If the attendees needed to hear a rant from anyone, it would be the Manipulator who is out there, just waiting to exploit any opportunity to bring a little chaos to the carefully designed order of a social game. (See Ryan's description of the event for a wonderful first-hand account of gameplay from what appears to me to be a classic Artisan/Killer perspective.)
A final note on the Keirsey/Bartle linkage: the Keirsey temperaments and Bartle Types may appear not to line up directly where attitudes toward other people are concerned. This is because the Bartle Types were developed within a multi-player environment, which selects for more extroverted, sociable gamers, while the temperaments include both extroverts and introverts.
So, for example, the "Socializer" term that makes sense within the Bartle Types for its emphasis on interacting with other people can seem not to apply to an introverted Idealist who prefers to play single-player games. These less-social Socializers are more likely to prefer individualized entertainment or abstract games, making it difficult to distinguish them from Rational/Explorer gamers. Closer study is usually required to see whether their primary reason for playing is to feel good (an Idealist preference) or to exercise their thinking skills (a Rational goal).
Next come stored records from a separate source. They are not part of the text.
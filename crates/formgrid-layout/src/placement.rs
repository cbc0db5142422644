//! Track origins and child placement.

use formgrid_core::{Alignment, Axis, CellConstraints, TrackSpec};

use crate::geometry::Rectangle;
use crate::solver::IntrinsicSize;

/// Solved track origins.
///
/// `column_origins()[i]` is the left edge of column `i + 1`; the last entry
/// is the right edge of the grid. Rows work the same way.
#[derive(Debug, Clone, PartialEq, Eq, Default)]
pub struct LayoutInfo {
    column_origins: Vec<i32>,
    row_origins: Vec<i32>,
}

impl LayoutInfo {
    /// Build origins from track sizes, starting at 0.
    pub fn from_sizes(column_sizes: &[i32], row_sizes: &[i32]) -> Self {
        Self {
            column_origins: origins(column_sizes),
            row_origins: origins(row_sizes),
        }
    }

    pub fn column_origins(&self) -> &[i32] {
        &self.column_origins
    }

    pub fn row_origins(&self) -> &[i32] {
        &self.row_origins
    }

    /// Origins along `axis`.
    pub fn origins(&self, axis: Axis) -> &[i32] {
        match axis {
            Axis::Horizontal => &self.column_origins,
            Axis::Vertical => &self.row_origins,
        }
    }

    /// Left edge of the grid.
    pub fn x(&self) -> i32 {
        self.column_origins.first().copied().unwrap_or(0)
    }

    /// Top edge of the grid.
    pub fn y(&self) -> i32 {
        self.row_origins.first().copied().unwrap_or(0)
    }

    pub fn width(&self) -> i32 {
        span(&self.column_origins)
    }

    pub fn height(&self) -> i32 {
        span(&self.row_origins)
    }

    /// The grid's outline.
    pub fn bounds(&self) -> Rectangle {
        Rectangle::new(self.x(), self.y(), self.width(), self.height())
    }

    /// A copy moved by `dx`, `dy`.
    pub fn translated(&self, dx: i32, dy: i32) -> LayoutInfo {
        LayoutInfo {
            column_origins: self.column_origins.iter().map(|o| o.saturating_add(dx)).collect(),
            row_origins: self.row_origins.iter().map(|o| o.saturating_add(dy)).collect(),
        }
    }

    /// The rectangle covered by the cells of `constraints`, before insets.
    ///
    /// The constraints must have been checked against the grid.
    pub fn cell(&self, constraints: &CellConstraints) -> Rectangle {
        let extent = |origins: &[i32], (start, span): (usize, usize)| {
            let from = origins[start - 1];
            (from, origins[start - 1 + span].saturating_sub(from))
        };
        Rectangle::from_spans(
            extent(&self.column_origins, constraints.extent(Axis::Horizontal)),
            extent(&self.row_origins, constraints.extent(Axis::Vertical)),
        )
    }
}

fn origins(sizes: &[i32]) -> Vec<i32> {
    let mut origins = Vec::with_capacity(sizes.len() + 1);
    let mut position = 0;
    origins.push(position);
    for &size in sizes {
        position = i32::saturating_add(position, size);
        origins.push(position);
    }
    origins
}

fn span(origins: &[i32]) -> i32 {
    match (origins.first(), origins.last()) {
        (Some(first), Some(last)) => last.saturating_sub(*first),
        _ => 0,
    }
}

/// Compute the bounds of one child.
///
/// `columns` and `rows` supply the default alignment of the first track the
/// child occupies; `constraints` must have been checked against them.
pub fn place(
    info: &LayoutInfo,
    constraints: &CellConstraints,
    columns: &[TrackSpec],
    rows: &[TrackSpec],
    child: &dyn IntrinsicSize,
) -> Rectangle {
    let cell = info.cell(constraints).inset(constraints.insets);
    let preferred = child.preferred_size();
    let maximum = child.maximum_size();

    let mut spans = [(0, 0); 2];
    for (slot, (axis, tracks)) in [(Axis::Horizontal, columns), (Axis::Vertical, rows)]
        .into_iter()
        .enumerate()
    {
        let (start, _) = constraints.extent(axis);
        let alignment = constraints
            .alignment(axis)
            .or_else(|| tracks.get(start - 1).map(TrackSpec::alignment))
            .unwrap_or_else(|| Alignment::default_for(axis));
        let limit = maximum.map_or(i32::MAX, |m| m.along(axis));
        spans[slot] = align(cell.span(axis), preferred.along(axis).min(limit), alignment);
    }

    Rectangle::from_spans(spans[0], spans[1])
}

/// Position `size` inside the span `(origin, extent)`.
fn align((origin, extent): (i32, i32), size: i32, alignment: Alignment) -> (i32, i32) {
    if alignment == Alignment::Fill {
        return (origin, extent);
    }
    let size = size.clamp(0, extent);
    let offset = match alignment {
        Alignment::Leading | Alignment::Fill => 0,
        Alignment::Center => (extent - size) / 2,
        Alignment::Trailing => extent - size,
    };
    (origin + offset, size)
}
Even taking introversion and extroversion into account, not everyone fits neatly into one of the four fundamental temperaments. This aspect of reality isn't well described by the four-fold Bartle or Keirsey typologies. Some people feel equally drawn to Internals and Externals, or to Change and Structure.
The book 21st-Century Game Design, edited by Christopher Bateman, explores a "demographic game design" model (DGD1) of gameplay preferences that I believe forms a useful counterpoint to the Keirsey/Bartle model of general personality. Rather than matching each of the types and temperaments, the Bateman play styles appear to be secondary styles that fill in the gaps between the primary play styles.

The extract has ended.